• [Problem to work on]: Among the entries below, please repeat exactly and only the lines from the line containing "if !bus_wait_time.is_finite() ||" to the line containing "velocity must be", both lines included.

• [Recorded information]:

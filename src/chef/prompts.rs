//! Prompt templates for the chef assistant.

use crate::meals::Meal;

/// Persona prompt asking for a description, three secrets and a pairing.
pub fn chef_tips_prompt(meal: &Meal) -> String {
    format!(
        "You are a world-class Michelin star chef.\n\
         I am preparing \"{name}\".\n\
         The category is {category} and the cuisine is {area}.\n\
         \n\
         Please provide:\n\
         1. A brief, appetizing description of this dish.\n\
         2. Three professional \"Chef's Secrets\" or tips to make this specific recipe taste better or look more professional.\n\
         3. A recommended wine or beverage pairing with a short explanation why.\n\
         \n\
         Keep the tone encouraging and professional. Format with clear Markdown headings.",
        name = meal.name,
        category = meal.category.as_deref().unwrap_or("unknown"),
        area = meal.area.as_deref().unwrap_or("unknown"),
    )
}

/// Free-form question, optionally anchored to the recipe being viewed.
pub fn ask_prompt(question: &str, meal_name: Option<&str>) -> String {
    let mut prompt = format!(
        "You are a helpful culinary assistant. Answer the following question: \"{}\"",
        question
    );
    if let Some(name) = meal_name.filter(|n| !n.trim().is_empty()) {
        prompt.push_str(&format!(
            "\nContext: The user is currently viewing the recipe for \"{}\".",
            name
        ));
    }
    prompt
}
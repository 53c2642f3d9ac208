//! Stop and bus registry.
//!
//! Holds the network topology as declared by the caller: stops with their
//! coordinates and road distances, and bus routes. Answers the plain
//! statistics queries that need no graph search.

use std::collections::{BTreeMap, BTreeSet};

use tracing::{trace, warn};

use crate::domain::{Bus, BusStats, Coordinates, DomainError, RouteLength, Stop, distance};

/// The declared network topology.
#[derive(Debug, Clone, Default)]
pub struct Registry {
    stops: BTreeMap<String, Stop>,
    buses: BTreeMap<String, Bus>,
}

impl Registry {
    /// Create an empty registry.
    pub fn new() -> Self {
        Self::default()
    }

    /// Declare a stop, or update an existing one.
    ///
    /// Coordinates are overwritten. Road distances are merged per
    /// neighbour, the last write winning. For every neighbour the reverse
    /// distance is filled in unless the neighbour already declares one.
    pub fn add_stop<I>(&mut self, name: &str, coordinates: Coordinates, road_distances: I)
    where
        I: IntoIterator<Item = (String, u32)>,
    {
        self.stop_entry(name).set_coordinates(coordinates);

        for (neighbour, meters) in road_distances {
            self.stop_entry(name).set_road_distance(neighbour.as_str(), meters);
            if self.stop_entry(&neighbour).mirror_road_distance(name, meters) {
                trace!(from = %neighbour, to = %name, meters, "Mirrored road distance");
            }
        }
    }

    /// Record a bus and register it with every stop it serves.
    ///
    /// The first bus declared under a name is kept. A later declaration
    /// with the same name still registers the name with its stops, but
    /// its route is dropped.
    pub fn add_bus(&mut self, bus: Bus) {
        for stop in bus.unique_stops() {
            self.stop_entry(stop).add_bus(bus.name());
        }

        if self.buses.contains_key(bus.name()) {
            warn!(bus = bus.name(), "Dropping route of duplicate bus declaration");
            return;
        }
        self.buses.insert(bus.name().to_string(), bus);
    }

    /// Statistics for a bus, or `None` if no such bus exists.
    ///
    /// # Errors
    ///
    /// Returns `Err` if the bus route passes an undeclared stop.
    pub fn bus_stats(&self, name: &str) -> Result<Option<BusStats>, DomainError> {
        let Some(bus) = self.buses.get(name) else {
            return Ok(None);
        };

        bus.stats(|from, to| self.hop_length(from, to)).map(Some)
    }

    /// Buses serving a declared stop, or `None` if the stop was never
    /// declared.
    pub fn stop_buses(&self, name: &str) -> Option<&BTreeSet<String>> {
        self.stops
            .get(name)
            .filter(|stop| stop.is_declared())
            .map(Stop::buses)
    }

    /// Declared road distance between two stops in meters, 0 if none.
    pub fn road_distance(&self, from: &str, to: &str) -> u32 {
        self.stops
            .get(from)
            .and_then(|stop| stop.road_distance_to(to))
            .unwrap_or(0)
    }

    /// Coordinates of a declared stop.
    pub fn coordinates(&self, name: &str) -> Result<&Coordinates, DomainError> {
        self.stops
            .get(name)
            .and_then(Stop::coordinates)
            .ok_or_else(|| DomainError::UndeclaredStop(name.to_string()))
    }

    pub fn stop(&self, name: &str) -> Option<&Stop> {
        self.stops.get(name)
    }

    pub fn bus(&self, name: &str) -> Option<&Bus> {
        self.buses.get(name)
    }

    /// All known stops, declared or not, ordered by name.
    pub fn stops(&self) -> impl Iterator<Item = &Stop> {
        self.stops.values()
    }

    /// All buses, ordered by name.
    pub fn buses(&self) -> impl Iterator<Item = &Bus> {
        self.buses.values()
    }

    /// Number of declared stops.
    pub fn stop_count(&self) -> usize {
        self.stops.values().filter(|stop| stop.is_declared()).count()
    }

    pub fn bus_count(&self) -> usize {
        self.buses.len()
    }

    fn hop_length(&self, from: &str, to: &str) -> Result<RouteLength, DomainError> {
        let geo = distance(self.coordinates(from)?, self.coordinates(to)?);
        let road = f64::from(self.road_distance(from, to));
        Ok(RouteLength::new(geo, road))
    }

    fn stop_entry(&mut self, name: &str) -> &mut Stop {
        self.stops
            .entry(name.to_string())
            .or_insert_with(|| Stop::new(name))
    }
}
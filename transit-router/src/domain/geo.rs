//! Geographic coordinates and great-circle distance.

use super::DomainError;

/// Mean Earth radius used for all geographic lengths, in meters.
pub const EARTH_RADIUS_M: f64 = 6_371_000.0;

/// A point on the Earth's surface, stored in radians.
///
/// # Examples
///
/// ```
/// use transit_router::domain::{Coordinates, distance};
///
/// let a = Coordinates::from_degrees(55.611087, 37.20829).unwrap();
/// let b = Coordinates::from_degrees(55.595884, 37.209755).unwrap();
/// assert!((distance(&a, &b) - 1693.0).abs() < 0.01);
///
/// // Out-of-range latitude is rejected
/// assert!(Coordinates::from_degrees(91.0, 0.0).is_err());
/// ```
#[derive(Debug, Clone, Copy, PartialEq)]
pub struct Coordinates {
    lat: f64,
    lon: f64,
}

impl Coordinates {
    /// Creates coordinates from a latitude and longitude in degrees.
    ///
    /// Latitude must lie in [-90, 90] and longitude in [-180, 180].
    pub fn from_degrees(latitude: f64, longitude: f64) -> Result<Self, DomainError> {
        if !(-90.0..=90.0).contains(&latitude) || !(-180.0..=180.0).contains(&longitude) {
            return Err(DomainError::InvalidCoordinates {
                latitude,
                longitude,
            });
        }

        Ok(Self {
            lat: latitude.to_radians(),
            lon: longitude.to_radians(),
        })
    }

    /// Latitude in radians.
    pub fn lat(&self) -> f64 {
        self.lat
    }

    /// Longitude in radians.
    pub fn lon(&self) -> f64 {
        self.lon
    }
}

/// Great-circle distance between two points in meters.
///
/// Uses the spherical law of cosines on a sphere of radius
/// [`EARTH_RADIUS_M`].
pub fn distance(from: &Coordinates, to: &Coordinates) -> f64 {
    let cos_angle = from.lat.sin() * to.lat.sin()
        + from.lat.cos() * to.lat.cos() * (from.lon - to.lon).abs().cos();

    // Rounding can push identical points just past 1.0
    cos_angle.clamp(-1.0, 1.0).acos() * EARTH_RADIUS_M
}
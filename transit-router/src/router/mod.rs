//! Shortest-time routing over the bus network.
//!
//! Every declared stop becomes two vertices: one for arriving at the stop
//! and one for departing from it. A wait edge joins them, charging the
//! configured wait time. Travel edges run from the departure vertex of a
//! stop to the arrival vertex of every later stop on the same bus run,
//! so a single edge is one ride without alighting.
//!
//! The graph is built once per [`RouteContext`] and searched with
//! Dijkstra's algorithm for every query.

mod builder;
mod context;
mod error;
mod graph;
mod reconstruct;
mod search;

pub use builder::GraphBuilder;
pub use context::RouteContext;
pub use error::RouteError;
pub use graph::{Edge, EdgeId, EdgeKind, Graph, StopVertices, VertexId};
pub use reconstruct::reconstruct;
pub use search::{Path, shortest_path};
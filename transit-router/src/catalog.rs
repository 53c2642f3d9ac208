//! Routing façade over the registry and the route context cache.
//!
//! Mutations take the topology write lock and bump a version counter.
//! Route queries reuse the cached [`RouteContext`] while its version is
//! current and rebuild it otherwise, so a stale graph is never searched.

use std::collections::BTreeSet;
use std::sync::atomic::{AtomicU64, Ordering};
use std::sync::{Arc, PoisonError, RwLock, RwLockReadGuard, RwLockWriteGuard};

use tracing::{debug, info};

use crate::domain::{Bus, BusStats, Coordinates, DomainError, Route, RoutingSettings};
use crate::registry::Registry;
use crate::router::{RouteContext, RouteError};

/// Everything a route context is derived from.
#[derive(Debug, Default)]
struct Topology {
    registry: Registry,
    settings: Option<RoutingSettings>,
}

/// Thread-safe transit catalog.
///
/// Any number of readers may query concurrently; mutations are
/// serialized. A route query after a mutation sees the mutation.
#[derive(Debug, Default)]
pub struct TransitCatalog {
    topology: RwLock<Topology>,
    /// Bumped inside the topology write lock on every mutation
    version: AtomicU64,
    context: RwLock<Option<Arc<RouteContext>>>,
}

impl TransitCatalog {
    /// Create an empty catalog.
    pub fn new() -> Self {
        Self::default()
    }

    /// Declare or update a stop. See [`Registry::add_stop`].
    pub fn add_stop<I>(&self, name: &str, coordinates: Coordinates, road_distances: I)
    where
        I: IntoIterator<Item = (String, u32)>,
    {
        self.mutate(|topology| {
            topology
                .registry
                .add_stop(name, coordinates, road_distances)
        });
    }

    /// Record a bus. See [`Registry::add_bus`].
    pub fn add_bus(&self, bus: Bus) {
        self.mutate(|topology| topology.registry.add_bus(bus));
    }

    /// Replace the routing settings.
    pub fn set_settings(&self, settings: RoutingSettings) {
        self.mutate(|topology| topology.settings = Some(settings));
    }

    /// Statistics for a bus, or `None` if the bus is unknown.
    ///
    /// # Errors
    ///
    /// Returns `Err` if the bus passes an undeclared stop.
    pub fn bus_stats(&self, name: &str) -> Result<Option<BusStats>, DomainError> {
        self.read_topology().registry.bus_stats(name)
    }

    /// Buses serving a declared stop, or `None` if it was never declared.
    pub fn stop_buses(&self, name: &str) -> Option<BTreeSet<String>> {
        self.read_topology().registry.stop_buses(name).cloned()
    }

    /// Fastest route between two stops, or `None` if unreachable.
    ///
    /// Builds the route context first if the topology changed since the
    /// last build.
    ///
    /// # Errors
    ///
    /// - [`RouteError::UnknownStop`] if either stop is not declared
    /// - [`RouteError::InvalidTopology`] if a bus uses an undeclared stop
    /// - [`RouteError::MissingSettings`] if no settings were given
    pub fn route(&self, from: &str, to: &str) -> Result<Option<Route>, RouteError> {
        let context = self.context()?;
        context.find_route(from, to)
    }

    /// Current topology version.
    pub fn topology_version(&self) -> u64 {
        self.version.load(Ordering::Acquire)
    }

    /// Number of declared stops.
    pub fn stop_count(&self) -> usize {
        self.read_topology().registry.stop_count()
    }

    pub fn bus_count(&self) -> usize {
        self.read_topology().registry.bus_count()
    }

    /// Returns true if a route context for the current version is cached.
    pub fn has_current_context(&self) -> bool {
        let version = self.topology_version();
        self.read_context()
            .as_ref()
            .is_some_and(|ctx| ctx.version() == version)
    }

    /// The route context for the current topology, built if needed.
    fn context(&self) -> Result<Arc<RouteContext>, RouteError> {
        let version = self.topology_version();
        if let Some(ctx) = self.read_context().as_ref()
            && ctx.version() == version
        {
            debug!(version, "Route context cache hit");
            return Ok(Arc::clone(ctx));
        }

        // Holding the topology read lock keeps the version stable
        let topology = self.read_topology();
        let version = self.topology_version();

        let mut cached = self.write_context();
        if let Some(ctx) = cached.as_ref()
            && ctx.version() == version
        {
            return Ok(Arc::clone(ctx));
        }

        let settings = topology.settings.as_ref().ok_or(RouteError::MissingSettings)?;
        info!(version, "Building route context");
        let ctx = Arc::new(RouteContext::build(&topology.registry, settings, version)?);
        *cached = Some(Arc::clone(&ctx));

        Ok(ctx)
    }

    fn mutate<F>(&self, apply: F)
    where
        F: FnOnce(&mut Topology),
    {
        let mut topology = self
            .topology
            .write()
            .unwrap_or_else(PoisonError::into_inner);
        apply(&mut topology);
        let version = self.version.fetch_add(1, Ordering::AcqRel) + 1;

        // Lock order is topology, then context, matching the rebuild path
        let dropped = self.write_context().take().is_some();
        debug!(version, dropped, "Topology changed");
    }

    fn read_topology(&self) -> RwLockReadGuard<'_, Topology> {
        self.topology.read().unwrap_or_else(PoisonError::into_inner)
    }

    fn read_context(&self) -> RwLockReadGuard<'_, Option<Arc<RouteContext>>> {
        self.context.read().unwrap_or_else(PoisonError::into_inner)
    }

    fn write_context(&self) -> RwLockWriteGuard<'_, Option<Arc<RouteContext>>> {
        self.context.write().unwrap_or_else(PoisonError::into_inner)
    }
}
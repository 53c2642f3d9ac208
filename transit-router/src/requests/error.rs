//! Request processing error types.

use crate::domain::DomainError;
use crate::router::RouteError;

/// Errors that abort request processing.
///
/// Missing buses, stops and routes are not errors; they are answered with
/// a "not found" response.
#[derive(Debug, thiserror::Error)]
pub enum RequestError {
    /// Reading the request document failed
    #[error("failed to read requests: {0}")]
    Io(#[from] std::io::Error),

    /// The request document is not valid JSON for the request schema
    #[error("malformed request document: {0}")]
    Json(#[from] serde_json::Error),

    /// A request carried invalid values
    #[error(transparent)]
    Domain(#[from] DomainError),

    /// The network cannot be routed
    #[error(transparent)]
    Route(#[from] RouteError),
}
//! Routing error types.

use crate::domain::DomainError;

/// Error from building or querying a route context.
#[derive(Debug, Clone, PartialEq, thiserror::Error)]
pub enum RouteError {
    /// A bus runs through a stop that was never declared
    #[error("bus {bus:?} references undeclared stop {stop:?}")]
    InvalidTopology { bus: String, stop: String },

    /// A route query named a stop that is not part of the graph
    #[error("unknown stop {0:?}")]
    UnknownStop(String),

    /// A route query arrived before any routing settings
    #[error("routing settings have not been set")]
    MissingSettings,

    /// Invalid domain data
    #[error(transparent)]
    Domain(#[from] DomainError),
}
//! Turns a graph path into an itinerary.

use super::graph::{EdgeKind, Graph};
use super::search::Path;
use crate::domain::{Route, RouteItem};

/// Map every edge of `path` to a route item, in path order.
///
/// Wait edges become [`RouteItem::Wait`], travel edges
/// [`RouteItem::Bus`]. The route total is the path weight.
pub fn reconstruct(graph: &Graph, path: &Path) -> Route {
    let items = path
        .edges
        .iter()
        .map(|&id| {
            let edge = graph.edge(id);
            match &edge.kind {
                EdgeKind::Wait { stop } => RouteItem::Wait {
                    stop_name: stop.clone(),
                    time: edge.weight,
                },
                EdgeKind::Travel { bus, span_count } => RouteItem::Bus {
                    bus: bus.clone(),
                    span_count: *span_count,
                    time: edge.weight,
                },
            }
        })
        .collect();

    Route::new(path.total_weight, items)
}
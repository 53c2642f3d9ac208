//! Routing settings.

use super::DomainError;

const METERS_PER_KM: f64 = 1000.0;
const MINUTES_PER_HOUR: f64 = 60.0;

/// Parameters that turn road distances into travel times.
#[derive(Debug, Clone, Copy, PartialEq)]
pub struct RoutingSettings {
    /// Time spent waiting at a stop before boarding (minutes).
    pub bus_wait_time: f64,

    /// Bus speed (km/h).
    pub bus_velocity: f64,
}

impl RoutingSettings {
    /// Create validated settings.
    ///
    /// The wait time must be finite and non-negative, the velocity finite
    /// and strictly positive.
    pub fn new(bus_wait_time: f64, bus_velocity: f64) -> Result<Self, DomainError> {
        if !bus_wait_time.is_finite() || bus_wait_time < 0.0 {
            return Err(DomainError::InvalidSettings(
                "bus wait time must be a non-negative number of minutes",
            ));
        }
        if !bus_velocity.is_finite() || bus_velocity <= 0.0 {
            return Err(DomainError::InvalidSettings("bus velocity must be positive"));
        }

        Ok(Self {
            bus_wait_time,
            bus_velocity,
        })
    }

    /// Returns the bus velocity in meters per minute.
    pub fn velocity_m_per_min(&self) -> f64 {
        self.bus_velocity * METERS_PER_KM / MINUTES_PER_HOUR
    }

    /// Minutes needed to ride `meters` at the configured velocity.
    pub fn travel_time(&self, meters: f64) -> f64 {
        meters / self.velocity_m_per_min()
    }
}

• [Answer]:
        if !bus_wait_time.is_finite() || bus_wait_time < 0.0 {
            return Err(DomainError::InvalidSettings(
                "bus wait time must be a non-negative number of minutes",
            ));
        }
        if !bus_velocity.is_finite() || bus_velocity <= 0.0 {
            return Err(DomainError::InvalidSettings("bus velocity must be positive"));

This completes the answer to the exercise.